Ղարաբաղը մերն է: A Diaspora Story

By Talar Chahinian

Dr. Talar Chahinian is a lecturer in the Armenian Studies Program at the University of California, Irvine.I was ten years old when my father took me to my first protest. Waiting in the courtyard in front of Sofia Hagopian school, I felt the crowd around me become more and more dense, garnering energy in its numbers, falling into synchronous patterns, until finally it moved, in unison, as one body, through the streets of Bourj Hammoud, under the watchful gaze of bullet holes and telephone lines.

We chanted Ղարաբաղը մերն է, imagining a distant plot of land where our people had risen up against foreign rule, claiming their right to self-determination.

Who did we chant to in our native, stateless tongue? What was Karabakh to us if not a symbol of our own unrequited dreams of return to ancestral lands?

This is my first memory of Karabakh, as name, as symbol. This is my first memory of protest, as a space where my voice rises to demand. In the years to come, Karabakh morphed beyond a name, first, into images of soldiers on their mountains, then, into soil beneath my own feet, as I danced in its city streets and conversed heartily with locals across the dialectal divide. In the years to come, my voice demanded, first for my people and against injustice, then for allies and against systems of oppression.

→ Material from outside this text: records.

//! Demo scenes
//!
//! A scene is the ordered list of triangles to draw and the fragment stage each
//! one is drawn with.

use std::fmt;

use glitter_render::geometry::{FIRST_TRIANGLE, HELLO_TRIANGLE, SECOND_TRIANGLE};
use glitter_render::{FragmentStage, Vertex};
use serde::{Deserialize, Serialize};

/// Which demo to run
#[derive(Debug, Clone, Copy, PartialEq, Eq, Default, Serialize, Deserialize)]
#[serde(rename_all = "snake_case")]
pub enum SceneKind {
    /// One orange triangle, one program
    HelloTriangle,
    /// An orange and a yellow triangle, two programs
    #[default]
    TwoTriangles,
}

impl fmt::Display for SceneKind {
    fn fmt(&self, f: &mut fmt::Formatter<'_>) -> fmt::Result {
        match self {
            SceneKind::HelloTriangle => write!(f, "hello_triangle"),
            SceneKind::TwoTriangles => write!(f, "two_triangles"),
        }
    }
}

/// One mesh drawn with one fragment stage
#[derive(Debug, Clone, Copy)]
pub struct DrawSpec {
    pub label: &'static str,
    pub vertices: &'static [Vertex],
    pub fragment: FragmentStage,
}

/// Ordered draws for a scene
#[derive(Debug, Clone)]
pub struct Scene {
    kind: SceneKind,
    draws: Vec<DrawSpec>,
}

impl Scene {
    pub fn for_kind(kind: SceneKind) -> Self {
        let draws = match kind {
            SceneKind::HelloTriangle => vec![DrawSpec {
                label: "Hello Triangle",
                vertices: &HELLO_TRIANGLE,
                fragment: FragmentStage::Orange,
            }],
            SceneKind::TwoTriangles => vec![
                DrawSpec {
                    label: "First Triangle",
                    vertices: &FIRST_TRIANGLE,
                    fragment: FragmentStage::Orange,
                },
                DrawSpec {
                    label: "Second Triangle",
                    vertices: &SECOND_TRIANGLE,
                    fragment: FragmentStage::Yellow,
                },
            ],
        };
        Self { kind, draws }
    }

    pub fn kind(&self) -> SceneKind {
        self.kind
    }

    /// Draws in submission order
    pub fn draws(&self) -> &[DrawSpec] {
        &self.draws
    }

    pub fn vertex_count(&self) -> usize {
        self.draws.iter().map(|d| d.vertices.len()).sum()
    }
}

I moved from one diaspora to another. Diaspora morphed from old diaspora to another. I had children in this new diaspora. I spoke with them in my same native, stateless tongue. My children’s map had an Armenia that my childhood chants had witnessed into being. Their Armenia had two souls. One of them was called Artsakh.

They imagined Artsakh’s defiance as undeniable, as irreversible. Until one September morning, when the Armenian world woke up to news of attack and morphed into a trans-nation. With their tiny feet and հաղթելու ենք t-shirts, my children marched within a crowd of 120,000, which moved in unison, as one body, through the streets of Los Angeles, under the watchful gaze of shiny buildings and camera drones.

They chanted, “Stop the Azeri Aggression!” Who did they chant to in their native, adopted tongue? What was the power of their demand, they will surely ask in the years to come.

What will Artsakh be to this witness generation?

But then again, what right does our symbolic Artsakh have to matter, in the face of its very real loss?

This piece is part of the Voices on Karabakh collection where a select group of scholars, intellectuals, and artists contribute observations on the war in and for Karabakh. It’s an attempt to make sense of this time and this region.